# [What you will do]
As the answer, set down the lines below from the one containing "retry on failure" through the one containing "let grid_ref = grid_ref.clone();", exactly and inclusively, and no others.

# [Source material]
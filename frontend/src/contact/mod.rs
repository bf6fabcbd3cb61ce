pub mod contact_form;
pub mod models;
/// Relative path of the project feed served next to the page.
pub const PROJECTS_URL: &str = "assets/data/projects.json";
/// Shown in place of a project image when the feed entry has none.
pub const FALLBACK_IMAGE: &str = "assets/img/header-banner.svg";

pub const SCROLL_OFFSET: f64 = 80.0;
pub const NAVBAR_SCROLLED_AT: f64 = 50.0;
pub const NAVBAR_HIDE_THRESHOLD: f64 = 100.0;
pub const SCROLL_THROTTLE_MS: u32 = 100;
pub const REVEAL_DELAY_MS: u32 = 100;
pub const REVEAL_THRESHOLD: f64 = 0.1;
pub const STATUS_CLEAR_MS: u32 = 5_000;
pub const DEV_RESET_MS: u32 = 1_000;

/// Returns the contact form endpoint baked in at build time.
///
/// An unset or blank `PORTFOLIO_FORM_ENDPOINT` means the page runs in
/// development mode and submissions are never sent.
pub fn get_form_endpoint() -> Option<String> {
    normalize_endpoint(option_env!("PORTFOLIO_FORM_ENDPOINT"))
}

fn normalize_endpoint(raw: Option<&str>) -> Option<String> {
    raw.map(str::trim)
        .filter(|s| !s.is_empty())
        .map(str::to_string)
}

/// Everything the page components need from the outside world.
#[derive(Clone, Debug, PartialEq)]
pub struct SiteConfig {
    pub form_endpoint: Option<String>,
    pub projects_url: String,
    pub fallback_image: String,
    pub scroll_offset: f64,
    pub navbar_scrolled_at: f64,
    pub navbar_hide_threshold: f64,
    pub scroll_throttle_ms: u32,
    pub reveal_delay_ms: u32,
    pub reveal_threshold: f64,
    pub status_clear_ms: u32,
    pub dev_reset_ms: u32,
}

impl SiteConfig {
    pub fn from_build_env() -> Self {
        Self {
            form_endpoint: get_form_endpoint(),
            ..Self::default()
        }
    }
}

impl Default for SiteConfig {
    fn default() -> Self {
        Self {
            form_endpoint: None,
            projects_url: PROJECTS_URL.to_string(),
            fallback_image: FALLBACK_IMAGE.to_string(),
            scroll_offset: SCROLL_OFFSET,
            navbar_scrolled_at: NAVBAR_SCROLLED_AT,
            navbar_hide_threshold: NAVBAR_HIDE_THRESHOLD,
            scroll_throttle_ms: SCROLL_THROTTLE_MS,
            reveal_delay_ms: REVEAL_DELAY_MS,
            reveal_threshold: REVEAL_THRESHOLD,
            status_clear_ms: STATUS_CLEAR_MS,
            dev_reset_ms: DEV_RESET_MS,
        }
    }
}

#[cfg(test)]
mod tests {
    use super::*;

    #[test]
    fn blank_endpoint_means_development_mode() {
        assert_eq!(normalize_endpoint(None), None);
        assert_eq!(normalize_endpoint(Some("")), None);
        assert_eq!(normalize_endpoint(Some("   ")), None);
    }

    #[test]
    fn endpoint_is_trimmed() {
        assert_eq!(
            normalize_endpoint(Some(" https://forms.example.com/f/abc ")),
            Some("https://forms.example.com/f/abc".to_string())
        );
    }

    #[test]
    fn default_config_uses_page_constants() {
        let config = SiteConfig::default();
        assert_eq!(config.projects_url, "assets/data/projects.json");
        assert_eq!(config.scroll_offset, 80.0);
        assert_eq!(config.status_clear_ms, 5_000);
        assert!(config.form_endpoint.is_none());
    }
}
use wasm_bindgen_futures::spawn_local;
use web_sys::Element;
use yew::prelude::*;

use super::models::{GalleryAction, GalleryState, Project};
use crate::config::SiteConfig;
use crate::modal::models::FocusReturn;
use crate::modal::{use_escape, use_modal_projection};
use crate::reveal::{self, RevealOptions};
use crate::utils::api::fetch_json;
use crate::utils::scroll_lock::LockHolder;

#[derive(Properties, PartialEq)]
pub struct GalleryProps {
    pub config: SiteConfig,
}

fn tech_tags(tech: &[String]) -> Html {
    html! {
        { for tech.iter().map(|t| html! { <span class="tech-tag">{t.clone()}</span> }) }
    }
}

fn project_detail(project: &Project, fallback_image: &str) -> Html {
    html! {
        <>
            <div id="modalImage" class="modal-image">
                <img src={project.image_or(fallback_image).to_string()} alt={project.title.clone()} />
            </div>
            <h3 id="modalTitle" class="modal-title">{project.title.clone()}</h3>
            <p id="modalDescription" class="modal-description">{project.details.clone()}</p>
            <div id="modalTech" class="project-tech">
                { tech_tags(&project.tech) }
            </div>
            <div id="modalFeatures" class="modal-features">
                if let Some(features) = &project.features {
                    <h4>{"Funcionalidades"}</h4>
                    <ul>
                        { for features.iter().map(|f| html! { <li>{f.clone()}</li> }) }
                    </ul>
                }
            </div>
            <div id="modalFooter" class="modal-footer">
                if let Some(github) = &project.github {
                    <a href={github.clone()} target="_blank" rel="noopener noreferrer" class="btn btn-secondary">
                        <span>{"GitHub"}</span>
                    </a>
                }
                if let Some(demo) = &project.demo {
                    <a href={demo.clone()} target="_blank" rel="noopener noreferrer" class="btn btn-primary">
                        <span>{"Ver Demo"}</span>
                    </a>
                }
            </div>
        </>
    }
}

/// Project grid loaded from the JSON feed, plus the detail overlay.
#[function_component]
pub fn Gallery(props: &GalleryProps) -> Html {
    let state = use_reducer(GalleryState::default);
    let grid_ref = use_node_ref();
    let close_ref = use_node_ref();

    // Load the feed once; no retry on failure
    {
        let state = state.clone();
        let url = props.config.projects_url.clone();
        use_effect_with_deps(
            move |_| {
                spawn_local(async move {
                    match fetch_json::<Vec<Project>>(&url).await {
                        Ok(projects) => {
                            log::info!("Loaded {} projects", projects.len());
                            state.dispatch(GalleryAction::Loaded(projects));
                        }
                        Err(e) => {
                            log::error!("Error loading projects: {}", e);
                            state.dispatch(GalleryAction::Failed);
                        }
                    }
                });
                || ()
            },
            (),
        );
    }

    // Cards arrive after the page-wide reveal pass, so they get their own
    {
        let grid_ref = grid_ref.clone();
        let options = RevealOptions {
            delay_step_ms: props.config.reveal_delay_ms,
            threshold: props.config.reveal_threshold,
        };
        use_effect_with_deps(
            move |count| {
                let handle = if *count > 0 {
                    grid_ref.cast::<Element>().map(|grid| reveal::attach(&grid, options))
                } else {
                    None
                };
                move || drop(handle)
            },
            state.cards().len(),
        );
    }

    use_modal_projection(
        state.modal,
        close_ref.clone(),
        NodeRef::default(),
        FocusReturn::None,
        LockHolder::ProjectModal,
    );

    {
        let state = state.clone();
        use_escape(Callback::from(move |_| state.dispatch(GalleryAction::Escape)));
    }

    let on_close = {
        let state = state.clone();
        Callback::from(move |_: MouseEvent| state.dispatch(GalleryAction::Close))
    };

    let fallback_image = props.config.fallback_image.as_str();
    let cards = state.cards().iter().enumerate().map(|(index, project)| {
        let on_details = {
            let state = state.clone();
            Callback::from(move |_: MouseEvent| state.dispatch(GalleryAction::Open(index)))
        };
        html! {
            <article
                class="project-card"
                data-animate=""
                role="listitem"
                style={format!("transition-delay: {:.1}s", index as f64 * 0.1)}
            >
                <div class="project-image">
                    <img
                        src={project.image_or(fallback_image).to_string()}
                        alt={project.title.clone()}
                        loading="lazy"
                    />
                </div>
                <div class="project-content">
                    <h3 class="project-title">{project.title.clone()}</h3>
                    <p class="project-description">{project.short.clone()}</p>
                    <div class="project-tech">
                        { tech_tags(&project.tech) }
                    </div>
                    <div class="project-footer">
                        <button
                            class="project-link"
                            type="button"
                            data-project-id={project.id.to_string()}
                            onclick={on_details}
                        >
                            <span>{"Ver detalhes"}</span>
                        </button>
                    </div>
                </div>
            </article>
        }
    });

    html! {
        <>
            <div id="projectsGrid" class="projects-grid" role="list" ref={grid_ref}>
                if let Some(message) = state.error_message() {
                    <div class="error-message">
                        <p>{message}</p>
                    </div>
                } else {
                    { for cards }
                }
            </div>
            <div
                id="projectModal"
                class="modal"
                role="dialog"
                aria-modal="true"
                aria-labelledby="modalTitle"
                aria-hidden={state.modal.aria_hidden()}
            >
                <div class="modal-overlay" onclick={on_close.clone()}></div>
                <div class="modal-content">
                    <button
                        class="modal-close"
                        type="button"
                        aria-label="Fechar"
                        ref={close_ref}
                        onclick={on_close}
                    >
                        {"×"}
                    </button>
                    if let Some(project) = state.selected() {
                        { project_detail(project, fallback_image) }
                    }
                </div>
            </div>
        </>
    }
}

# [Response to this task]
    // Load the feed once; no retry on failure
    {
        let state = state.clone();
        let url = props.config.projects_url.clone();
        use_effect_with_deps(
            move |_| {
                spawn_local(async move {
                    match fetch_json::<Vec<Project>>(&url).await {
                        Ok(projects) => {
                            log::info!("Loaded {} projects", projects.len());
                            state.dispatch(GalleryAction::Loaded(projects));
                        }
                        Err(e) => {
                            log::error!("Error loading projects: {}", e);
                            state.dispatch(GalleryAction::Failed);
                        }
                    }
                });
                || ()
            },
            (),
        );
    }

    // Cards arrive after the page-wide reveal pass, so they get their own
    {
        let grid_ref = grid_ref.clone();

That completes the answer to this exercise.